しかし その間 連絡がとれない状態が続いたので 家族には大きな心配や不安があったのでしょう。当時 小学校の卒業式をひかえていた冒頭の娘の言葉にそのことがあらわれているように感じました。

当時 私は公益社団法人全日本私立幼稚園幼児教育研究機構の研究研修委員長をしていたので会議や文部科学省の委託研究などの打ち合わせで毎週のように東京に出かけていました。あの時も三日後の月曜日には完全に海水がひいていない三陸や宮城の海岸線を上空から確認し 福島第一原発の真上を南下して(その後航路は西側に移動しましたが)東京に行きました。

その後 一年ほどの東京は電車の車内の電気は消され コンビニエンスストアーを含め商業施設や公の施設も薄暗い中で営業や仕事をしている いまでは想像することが難しいほどに異常な状態がつづきその光景は異様でした。

ここ数日で東北三県のことは伝えられますが あの時は東日本全体が確かに被災地であった事実はどこにいってしまったのでしょう…。教訓とし語り継ぐべきことはたくさんあると思うのですが…。いま 東京に行っても当時の痕跡をみつけることは難しいです。(震災でまがっていた東京タワーの頂上部のアンテナも綺麗に修復されたし…)
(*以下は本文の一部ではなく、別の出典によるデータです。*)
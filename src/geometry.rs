//! Screen-space geometry: body radii, arrow layout and label placement.

use orbit_view_config::ArrowSettings;
use orbit_view_core::vector::Vector3;

use crate::canvas::{HAlign, Point};

/// On-screen radius of a body, substituting `min_radius_px` when the scaled
/// physical radius falls below it.
pub fn pixel_radius(radius_m: f64, pixels_per_metre: f64, min_radius_px: f64) -> f64 {
    let scaled = radius_m * pixels_per_metre;
    if scaled.is_finite() && scaled >= min_radius_px {
        scaled
    } else {
        min_radius_px
    }
}

/// Unit direction of a model vector on screen (x right, y down), ignoring z.
pub fn screen_direction(v: &Vector3) -> Option<Point> {
    let (x, y) = (v[0], -v[1]);
    let n = x.hypot(y);
    if n > 0.0 && n.is_finite() {
        Some((x / n, y / n))
    } else {
        None
    }
}

/// Log-scaled arrow length for an acceleration magnitude.
///
/// Non-positive or non-finite magnitudes map to the minimum length, and so does
/// anything if the settings fail [`ArrowSettings::check`].
pub fn arrow_length(magnitude: f64, arrow: &ArrowSettings) -> f64 {
    if !(magnitude.is_finite() && magnitude > 0.0) || arrow.check().is_err() {
        return arrow.min_length_px;
    }
    let decades = (magnitude / arrow.threshold_m_s2).log10();
    (arrow.base_length_px + arrow.decade_length_px * decades)
        .clamp(arrow.min_length_px, arrow.max_length_px)
}

/// Arrowhead barb length for an arrow of `arrow_len` on a canvas of `canvas` size.
pub fn head_length(arrow_len: f64, canvas: (u32, u32), arrow: &ArrowSettings) -> f64 {
    let side = canvas.0.min(canvas.1) as f64;
    (arrow.head_fraction * side).min(0.4 * arrow_len)
}

/// The two barbs of an arrowhead at `tip` for an arrow pointing along `dir`.
pub fn arrow_head(tip: Point, dir: Point, barb_len: f64, half_angle: f64) -> [(Point, Point); 2] {
    let back = (-dir.0, -dir.1);
    let barb = |angle: f64| {
        let (sin, cos) = angle.sin_cos();
        let rotated = (back.0 * cos - back.1 * sin, back.0 * sin + back.1 * cos);
        (
            tip,
            (tip.0 + rotated.0 * barb_len, tip.1 + rotated.1 * barb_len),
        )
    };
    [barb(half_angle), barb(-half_angle)]
}

/// Labels on the left half of the canvas read rightwards; from the midline on,
/// they are right-aligned so they stay inside the canvas.
pub fn label_align(satellite_x: f64, canvas_width: u32) -> HAlign {
    if satellite_x < canvas_width as f64 / 2.0 {
        HAlign::Left
    } else {
        HAlign::Right
    }
}

/// Text anchor offset from `tip` away from the arrow, on the side matching `align`.
pub fn label_origin(tip: Point, align: HAlign, offset: f64) -> Point {
    match align {
        HAlign::Left => (tip.0 + offset, tip.1),
        HAlign::Right => (tip.0 - offset, tip.1),
    }
}

/// Point `distance` pixels from `origin` along unit `dir`.
#[inline]
pub fn offset_along(origin: Point, dir: Point, distance: f64) -> Point {
    (origin.0 + dir.0 * distance, origin.1 + dir.1 * distance)
}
その後 文科省の委託研究調査や記録映画の撮影などのために 被災三県 とくに津波による被害が甚大な地域を現地調査させていただく機会を得ました。そのことは 文科省の調査報告や記録映画の完成というかたちにはなっていますが あまりに重たい事実に向き合ってきたので 私の中では未だに十分に消化されていません。自分のことばであらわすことができるのが いつになるのかまだ私自身わからずにいます。

ただ 現地の保育者の 震災時・震災後の在りようや言動に 大きな衝撃と人間としての共感と深い学びを得たことは間違いありません。そのことは 日々の保育の中で大切にいかしてゆきたいと思います。